Rusia y Ucrania regresan a Bruselas mañana para buscar solución a crisis gas

Representantes de Rusia y Ucrania se reunirán mañana en Bruselas para hacer un nuevo intento por solucionar la disputa que mantienen entorno a las importaciones de gas ruso, por la que el flujo hacia Kiev permanece cortado desde junio, después del último fracaso la semana pasada.

El ministro ruso de Energía, Aleksandr Novak, su homólogo ucraniano, Yuri Prodan, y representantes de las compañías energéticas de ambos países, Gazprom y Naftogaz, respectivamente, mantendrán un encuentro en el que el vicepresidente de la CE y responsable de Energía, Gunther Oettinger, actuará como mediador.

"Una llamada entre el vicepresidente Oettinger y su homólogo ucraniano, el ministro de Energía ucraniano Prodan, tuvo lugar este lunes", aseguró a Efe una fuente de la Comisión Europea (CE), que explicó que el motivo de la llamada fue preparar la reunión trilateral de mañana.

Esta misma fuente no quiso precisar si se ha solucionado el problema de financiación que afronta Ucrania y que fue el principal escollo para que Rusia aceptase el miércoles pasado firmar el preacuerdo al que ambas partes ya llegaron el 26 de septiembre.

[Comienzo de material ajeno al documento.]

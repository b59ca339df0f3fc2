// Copyright 2023 Google LLC
//
// Licensed under the Apache License, Version 2.0 (the "License");
// you may not use this file except in compliance with the License.
// You may obtain a copy of the License at
//
//     https://www.apache.org/licenses/LICENSE-2.0
//
// Unless required by applicable law or agreed to in writing, software
// distributed under the License is distributed on an "AS IS" BASIS,
// WITHOUT WARRANTIES OR CONDITIONS OF ANY KIND, either express or implied.
// See the License for the specific language governing permissions and
// limitations under the License.

//! Calling convention of the generated decoders.
//!
//! The caller owns the memory of the root value. Records and vectors
//! which are not nested in a dynamic value are allocated before the
//! decoder runs, the way the target language allocates memory for a
//! return value. Slots of dynamic values initially hold the address
//! of the zero slot.

use decgen_compiler::analyzer::{self, Schema, SchemaKind};
use decgen_compiler::ast::{Declaration, Primitive};
use decgen_compiler::backends::{self, encoder, EncodeOptions, GenerateOptions, Generated};
use decgen_runtime::{Value, I256, U256};

use crate::vm::{Machine, VmError, ZERO_SLOT};

const WORD_SIZE: usize = 32;

#[derive(Debug, thiserror::Error, PartialEq, Eq)]
pub enum HarnessError {
    #[error(transparent)]
    Compile(#[from] decgen_compiler::Error),
    #[error(transparent)]
    Vm(#[from] VmError),
    #[error("invalid union selector {selector} read at `{name}`")]
    InvalidSelector { name: String, selector: U256 },
}

fn to_usize(value: U256) -> Result<usize, HarnessError> {
    if value > U256::from(u32::MAX) {
        return Err(VmError::MemoryLimit(value).into());
    }
    Ok(value.as_limbs()[0] as usize)
}

/// Initial content of the slot of a value.
pub fn initial_slot(machine: &mut Machine, schema: &Schema) -> Result<U256, HarnessError> {
    Ok(match &schema.kind {
        SchemaKind::Container(_) | SchemaKind::Vector { .. } => {
            U256::from(preallocate(machine, schema)?)
        }
        SchemaKind::List { .. } | SchemaKind::Union(_) => U256::from(ZERO_SLOT),
        SchemaKind::Primitive { primitive } if primitive.is_dynamic() => U256::from(ZERO_SLOT),
        SchemaKind::Primitive { .. } => U256::ZERO,
    })
}

/// Allocate the memory of a record or vector, recursively.
/// Returns the address of the allocated region.
pub fn preallocate(machine: &mut Machine, schema: &Schema) -> Result<usize, HarnessError> {
    let elements: Vec<&Schema> = match &schema.kind {
        SchemaKind::Container(container) => container.fields.iter().collect(),
        SchemaKind::Vector { element, length } => {
            std::iter::repeat(element.as_ref()).take(*length).collect()
        }
        _ => vec![],
    };
    let ptr = machine.alloc(elements.len())?;
    for (index, element) in elements.into_iter().enumerate() {
        let value = initial_slot(machine, element)?;
        machine.mstore(ptr + index * WORD_SIZE, value)?;
    }
    Ok(ptr)
}

fn read_elements(
    machine: &mut Machine,
    element: &Schema,
    ptr: usize,
    count: usize,
) -> Result<Vec<Value>, HarnessError> {
    let mut values = Vec::with_capacity(count);
    for index in 0..count {
        let word = machine.mload(ptr + index * WORD_SIZE)?;
        values.push(read_value(machine, element, word)?);
    }
    Ok(values)
}

fn read_primitive(
    machine: &mut Machine,
    primitive: &Primitive,
    word: U256,
) -> Result<Value, HarnessError> {
    let bytes = word.to_be_bytes::<32>();
    Ok(match primitive {
        Primitive::Uint { width } => Value::Uint { width: *width, value: word },
        Primitive::Int { width } => Value::Int { width: *width, value: I256::from_raw(word) },
        Primitive::Bool => Value::Bool(word != U256::ZERO),
        Primitive::Address => Value::FixedBytes(bytes[WORD_SIZE - 20..].to_vec()),
        Primitive::FixedBytes { width } => Value::FixedBytes(bytes[..*width].to_vec()),
        Primitive::Bytes | Primitive::String => {
            let ptr = to_usize(word)?;
            let len = to_usize(machine.mload(ptr)?)?;
            Value::Bytes(machine.read_bytes(ptr + WORD_SIZE, len)?)
        }
        Primitive::None => Value::Container(vec![]),
    })
}

/// Read back a decoded value from the content of its slot.
pub fn read_value(
    machine: &mut Machine,
    schema: &Schema,
    word: U256,
) -> Result<Value, HarnessError> {
    match &schema.kind {
        SchemaKind::Primitive { primitive } => read_primitive(machine, primitive, word),
        SchemaKind::Vector { element, length } => {
            Ok(Value::Vector(read_elements(machine, element, to_usize(word)?, *length)?))
        }
        SchemaKind::List { element } => {
            let ptr = to_usize(word)?;
            let count = to_usize(machine.mload(ptr)?)?;
            Ok(Value::List(read_elements(machine, element, ptr + WORD_SIZE, count)?))
        }
        SchemaKind::Container(container) => {
            let ptr = to_usize(word)?;
            let mut fields = Vec::with_capacity(container.fields.len());
            for (index, field) in container.fields.iter().enumerate() {
                let word = machine.mload(ptr + index * WORD_SIZE)?;
                fields.push(read_value(machine, field, word)?);
            }
            Ok(Value::Container(fields))
        }
        SchemaKind::Union(union) => {
            let ptr = to_usize(word)?;
            let selector = machine.mload(ptr)?;
            let branch = to_usize(selector)
                .ok()
                .and_then(|index| union.branches.get(index))
                .ok_or_else(|| HarnessError::InvalidSelector {
                    name: schema.name.clone(),
                    selector,
                })?;
            let value = match branch.as_primitive() {
                Some(Primitive::None) => None,
                _ => {
                    let payload = machine.mload(ptr + WORD_SIZE)?;
                    Some(Box::new(read_value(machine, branch, payload)?))
                }
            };
            Ok(Value::Union { selector: selector.as_limbs()[0] as u8, value })
        }
    }
}

/// Run a generated decoder on an encoded blob, and read back the
/// decoded value.
pub fn decode(generated: &Generated, root: &Schema, blob: &[u8]) -> Result<Value, HarnessError> {
    let mut machine = Machine::new(generated);
    let data = machine.store_bytes(blob)?;
    match root.kind {
        SchemaKind::Container(_) => {
            let record = preallocate(&mut machine, root)?;
            machine.decode(data, record)?;
            read_value(&mut machine, root, U256::from(record))
        }
        _ => {
            let slot = machine.alloc(1)?;
            let initial = initial_slot(&mut machine, root)?;
            machine.mstore(slot, initial)?;
            machine.decode(data, slot)?;
            let word = machine.mload(slot)?;
            read_value(&mut machine, root, word)
        }
    }
}

/// Values compared by a round trip.
#[derive(Debug, Clone, PartialEq, Eq)]
pub struct RoundTrip {
    pub encoded: Vec<u8>,
    pub expected: Value,
    pub decoded: Value,
}

/// Encode a JSON value following a declaration, decode the encoded
/// blob with the generated decoder, and return both value trees.
pub fn roundtrip(
    decl: &Declaration,
    json: &serde_json::Value,
    options: &GenerateOptions,
) -> Result<RoundTrip, HarnessError> {
    let compiled = analyzer::compile(decl)?;
    let generated = backends::generate_decoder(&compiled, &backends::root_name(decl), options)?;
    let expected = encoder::to_value(compiled.root(), json, &decl.name)?;
    let encoded = encoder::encode_value(&expected, &EncodeOptions::from(options))?;
    let decoded = decode(&generated, compiled.root(), &encoded)?;
    Ok(RoundTrip { encoded, expected, decoded })
}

El Ejecutivo comunitario desveló la semana pasada que Kiev había solicitado en septiembre un préstamo de 2.000 millones de euros para hacer frente a la factura por las importaciones de gas ruso y desbloquear el conflicto con Moscú, y dijo que esa petición sería ahora estudiada con el Fondo Monetario Internacional (FMI).

Esta cantidad, si llega a concederse, se sumaría a los 100 millones y a los 500 millones que la UE ya movilizó en mayo y junio, respectivamente, en el marco de dos programas de asistencia macrofinanciera a Ucrania (MFA I y II, por sus siglas en inglés), que en total ascienden a 1.610 millones de euros.

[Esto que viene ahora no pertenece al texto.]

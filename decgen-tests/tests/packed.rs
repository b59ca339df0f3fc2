// Copyright 2023 Google LLC
//
// Licensed under the Apache License, Version 2.0 (the "License");
// you may not use this file except in compliance with the License.
// You may obtain a copy of the License at
//
//     https://www.apache.org/licenses/LICENSE-2.0
//
// Unless required by applicable law or agreed to in writing, software
// distributed under the License is distributed on an "AS IS" BASIS,
// WITHOUT WARRANTIES OR CONDITIONS OF ANY KIND, either express or implied.
// See the License for the specific language governing permissions and
// limitations under the License.

use decgen_compiler::ast::Declaration;
use decgen_compiler::backends::{Encoding, EvmVersion, GenerateOptions};
use decgen_runtime::Value;
use decgen_tests::{roundtrip, RoundTrip};
use serde_json::json;

fn packed() -> GenerateOptions {
    GenerateOptions { encoding: Encoding::Packed, ..Default::default() }
}

fn check(decl: &Declaration, value: serde_json::Value, options: &GenerateOptions) -> RoundTrip {
    let result = roundtrip(decl, &value, options).unwrap();
    assert_eq!(result.decoded, result.expected);
    result
}

#[test]
fn test_word_boundary() {
    let mut components = vec![];
    let mut values = serde_json::Map::new();
    for index in 0..12 {
        components.push(Declaration::new(&format!("a{index}"), "bool"));
        components.push(Declaration::new(&format!("b{index}"), "uint16"));
        values.insert(format!("a{index}"), json!(index % 2 == 0));
        values.insert(format!("b{index}"), json!(1000 + index));
    }
    let decl = Declaration::new("Pairs", "tuple").with_components(components);
    let result = check(&decl, serde_json::Value::Object(values), &packed());
    assert_eq!(result.encoded.len(), 36);
}

#[test]
fn test_primitive_arrays() {
    let decl = Declaration::new("Series", "tuple").with_components(vec![
        Declaration::new("flag", "bool"),
        Declaration::new("points", "uint24[]"),
        Declaration::new("window", "int16[3]"),
    ]);
    let points: Vec<u32> = (0..40).map(|index| index * 40503).collect();
    let result =
        check(&decl, json!({ "flag": true, "points": points, "window": [-1, 0, 1] }), &packed());
    assert_eq!(result.encoded[..5], [1, 0, 0, 0, 40]);
    check(&decl, json!({ "flag": false, "points": [], "window": [5, 6, 7] }), &packed());
}

#[test]
fn test_strings() {
    let decl = Declaration::new("Profile", "tuple").with_components(vec![
        Declaration::new("id", "uint8"),
        Declaration::new("name", "string"),
        Declaration::new("avatar", "bytes"),
        Declaration::new("score", "uint32"),
    ]);
    let result = check(
        &decl,
        json!({ "id": 1, "name": "abc", "avatar": "0x", "score": 9 }),
        &packed(),
    );
    assert_eq!(result.encoded, vec![1, 0, 0, 0, 3, b'a', b'b', b'c', 0, 0, 0, 0, 0, 0, 0, 9]);

    let long = "x".repeat(100);
    check(&decl, json!({ "id": 2, "name": long, "avatar": "0xff00", "score": 10 }), &packed());
}

#[test]
fn test_nested_tuples() {
    let decl = Declaration::new("Book", "tuple").with_components(vec![
        Declaration::new("levels", "tuple[]").with_components(vec![
            Declaration::new("price", "uint64"),
            Declaration::new("label", "string"),
        ]),
        Declaration::new("best", "tuple").with_components(vec![
            Declaration::new("bid", "uint128"),
            Declaration::new("ask", "uint128"),
        ]),
        Declaration::new("names", "string[2]"),
    ]);
    let result = check(
        &decl,
        json!({
            "levels": [
                { "price": 101, "label": "a" },
                { "price": 102, "label": "bb" },
            ],
            "best": { "bid": 1, "ask": 2 },
            "names": ["left", "right"],
        }),
        &packed(),
    );
    let Value::Container(fields) = &result.decoded else { panic!("expected a container") };
    assert_eq!(fields[1], Value::Container(vec![Value::uint(16, 1), Value::uint(16, 2)]));
}

#[test]
fn test_legacy_length_prefix() {
    let decl = Declaration::new("Blob", "tuple").with_components(vec![
        Declaration::new("payload", "bytes"),
        Declaration::new("nonce", "uint64"),
    ]);
    let options = GenerateOptions {
        encoding: Encoding::Packed,
        evm_version: EvmVersion::Legacy,
        prefix_size: 4,
    };
    let payload = format!("0x{}", "5a".repeat(45));
    let result = check(&decl, json!({ "payload": payload, "nonce": 3 }), &options);
    assert_eq!(result.encoded.len() % 32, 0);
}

El ministro ruso recalcó en el último encuentro tripartito que "Ucrania no ha confirmado aún sus recursos", al tiempo que hizo referencia a las declaraciones del propio Oettinger sobre esta cuestión, en las que no daba por seguro que se fuera a dar más dinero a Kiev.

Por este motivo, Moscú se niega a poner el sello final al acuerdo con Ucrania sobre los términos de la importación de gas ruso durante los próximos seis meses, con el que se espera resolver la crisis al menos de manera temporal, de cara a este invierno.

Ambas partes han aceptado que Ucrania tiene que pagar antes de finales de año 3.100 millones de euros en concepto de pagos atrasados por el gas que importó de Rusia entre noviembre del año pasado y junio de este año.

Ese pago debe realizarse en dos tramos: uno de 1.450 millones de euros en los próximos tres días y otro de 1.650 millones antes del 31 de diciembre.

También existe un acuerdo para que a partir de ahora el precio de importación del gas baje hasta los 385 dólares por cada mil metros cúbicos, frente a los 485 dólares actuales, y para que cualquier nuevo encargo de combustible a Moscú solo se entregue si se realiza un pago mensual por adelantado.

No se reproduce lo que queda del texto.